→ **INSTRUCTIONS TO FOLLOW**: Copy down the listing below exactly, please, including every line.

→ **TASK INPUT**:

[Start of Attachment]

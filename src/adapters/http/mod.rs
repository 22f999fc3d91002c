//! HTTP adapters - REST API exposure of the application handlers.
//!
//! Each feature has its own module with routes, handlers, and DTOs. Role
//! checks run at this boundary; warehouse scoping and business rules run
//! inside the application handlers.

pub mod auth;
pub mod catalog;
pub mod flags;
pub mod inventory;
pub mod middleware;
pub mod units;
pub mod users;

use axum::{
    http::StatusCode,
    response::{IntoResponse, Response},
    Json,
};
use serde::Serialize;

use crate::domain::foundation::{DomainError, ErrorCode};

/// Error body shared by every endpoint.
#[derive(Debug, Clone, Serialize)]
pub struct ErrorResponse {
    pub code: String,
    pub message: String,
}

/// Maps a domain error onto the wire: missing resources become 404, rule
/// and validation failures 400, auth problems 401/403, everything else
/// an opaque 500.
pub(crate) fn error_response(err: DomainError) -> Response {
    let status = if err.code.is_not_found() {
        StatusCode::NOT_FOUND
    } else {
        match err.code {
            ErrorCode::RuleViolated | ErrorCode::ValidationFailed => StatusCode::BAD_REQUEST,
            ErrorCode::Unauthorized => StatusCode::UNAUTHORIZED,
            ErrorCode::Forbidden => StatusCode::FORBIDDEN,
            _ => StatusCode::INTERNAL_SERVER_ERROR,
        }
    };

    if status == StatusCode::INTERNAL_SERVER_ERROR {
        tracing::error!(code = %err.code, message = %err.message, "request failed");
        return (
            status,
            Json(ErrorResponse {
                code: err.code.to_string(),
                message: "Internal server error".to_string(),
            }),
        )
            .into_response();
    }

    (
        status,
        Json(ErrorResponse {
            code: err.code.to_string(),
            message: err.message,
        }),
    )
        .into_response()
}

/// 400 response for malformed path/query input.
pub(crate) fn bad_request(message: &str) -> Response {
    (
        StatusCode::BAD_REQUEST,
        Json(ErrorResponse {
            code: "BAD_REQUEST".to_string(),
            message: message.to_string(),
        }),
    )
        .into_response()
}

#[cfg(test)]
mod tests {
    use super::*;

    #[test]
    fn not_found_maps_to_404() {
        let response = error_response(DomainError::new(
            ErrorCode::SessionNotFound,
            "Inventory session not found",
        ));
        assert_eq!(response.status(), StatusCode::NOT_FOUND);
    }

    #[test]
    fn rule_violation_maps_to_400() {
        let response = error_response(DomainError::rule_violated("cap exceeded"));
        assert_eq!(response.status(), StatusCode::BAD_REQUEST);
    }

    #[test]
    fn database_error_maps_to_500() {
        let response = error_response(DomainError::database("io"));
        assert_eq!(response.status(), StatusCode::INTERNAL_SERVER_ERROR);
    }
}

[End of Attachment]

→ **RESULT OF THE EXERCISE**:
filename src/adapters/http/mod.rs
repository 22f999fc3d91002c
//! HTTP adapters - REST API exposure of the application handlers.
//!
//! Each feature has its own module with routes, handlers, and DTOs. Role
//! checks run at this boundary; warehouse scoping and business rules run
//! inside the application handlers.

pub mod auth;
pub mod catalog;
pub mod flags;
pub mod inventory;
pub mod middleware;
pub mod units;
pub mod users;

use axum::{
    http::StatusCode,
    response::{IntoResponse, Response},
    Json,
};
use serde::Serialize;

use crate::domain::foundation::{DomainError, ErrorCode};

/// Error body shared by every endpoint.
#[derive(Debug, Clone, Serialize)]
pub struct ErrorResponse {
    pub code: String,
    pub message: String,
}

/// Maps a domain error onto the wire: missing resources become 404, rule
/// and validation failures 400, auth problems 401/403, everything else
/// an opaque 500.
pub(crate) fn error_response(err: DomainError) -> Response {
    let status = if err.code.is_not_found() {
        StatusCode::NOT_FOUND
    } else {
        match err.code {
            ErrorCode::RuleViolated | ErrorCode::ValidationFailed => StatusCode::BAD_REQUEST,
            ErrorCode::Unauthorized => StatusCode::UNAUTHORIZED,
            ErrorCode::Forbidden => StatusCode::FORBIDDEN,
            _ => StatusCode::INTERNAL_SERVER_ERROR,
        }
    };

    if status == StatusCode::INTERNAL_SERVER_ERROR {
        tracing::error!(code = %err.code, message = %err.message, "request failed");
        return (
            status,
            Json(ErrorResponse {
                code: err.code.to_string(),
                message: "Internal server error".to_string(),
            }),
        )
            .into_response();
    }

    (
        status,
        Json(ErrorResponse {
            code: err.code.to_string(),
            message: err.message,
        }),
    )
        .into_response()
}

/// 400 response for malformed path/query input.
pub(crate) fn bad_request(message: &str) -> Response {
    (
        StatusCode::BAD_REQUEST,
        Json(ErrorResponse {
            code: "BAD_REQUEST".to_string(),
            message: message.to_string(),
        }),
    )
        .into_response()
}

#[cfg(test)]
mod tests {
    use super::*;

    #[test]
    fn not_found_maps_to_404() {
        let response = error_response(DomainError::new(
            ErrorCode::SessionNotFound,
            "Inventory session not found",
        ));
        assert_eq!(response.status(), StatusCode::NOT_FOUND);
    }

    #[test]
    fn rule_violation_maps_to_400() {
        let response = error_response(DomainError::rule_violated("cap exceeded"));
        assert_eq!(response.status(), StatusCode::BAD_REQUEST);
    }

    #[test]
    fn database_error_maps_to_500() {
        let response = error_response(DomainError::database("io"));
        assert_eq!(response.status(), StatusCode::INTERNAL_SERVER_ERROR);
    }
}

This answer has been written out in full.